その向こうで、ご住職の読経が深く響いていた。

低く、どっしりとした声が、

部屋の隅々まで染み込んでいくようだった。

その声に耳を預けていると、

さっきまで本堂で感じていた冷たさが、

少しずつ薄れていく気がした。

だが、

読経の響きに紛れて、

またあの音が聞こえた。

本堂の方へ向かう、ゆっくりとした足音。

木の床を踏む、重い音。

そしてその合間に、

具足の金属が擦れ合うような、細い音が混じっている。


カチ…

カラ…


読経の声が強くなるほど、

その金属音は逆に輪郭を持って耳に届いた。

受付のお坊さんは、

湯呑みを置く音ひとつ立てずに動いている。

ご住職の声も乱れない。

まるで、自分にしか聞こえていない音

のようだった。

しばらくして読経が終わり、

ご住職が静かにこちらを向いた。


「冷えは取れましたか」


その声は穏やかで、

さっきの金属音とはまるで無関係のようだった。

「はい。

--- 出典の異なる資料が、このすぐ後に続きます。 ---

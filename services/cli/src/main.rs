use details_form_cli::run;

#[tokio::main]
async fn main() {
    if let Err(err) = run().await {
        eprintln!("application error: {err}");
        std::process::exit(1);
    }
}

ありがとうございました」

そう答えると、

ご住職は軽く頷き、

「どうぞ、気をつけてお帰りください」と言った。

外に出ると、

山門の桜はまだ風に舞っていた。

さっきよりも陽が差して、

花びらが明るく揺れている。

車に戻る途中、

ふと本堂の方を振り返った。

静かだった。

誰の気配もない。

ただ、古い木造の建物が、

朝の光の中でじっと佇んでいるだけだった。

エンジンをかけると、

ジャズピアノの柔らかい音が流れた。

その音に包まれながら、

ゆっくりと寺を後にした。

あの足音のことは、

結局、誰にも言わなかった。

旅はまだ続く。

ただ、あの本堂の静けさだけが、

帰り道のどこかで、

ふと胸の奥に蘇るのだった。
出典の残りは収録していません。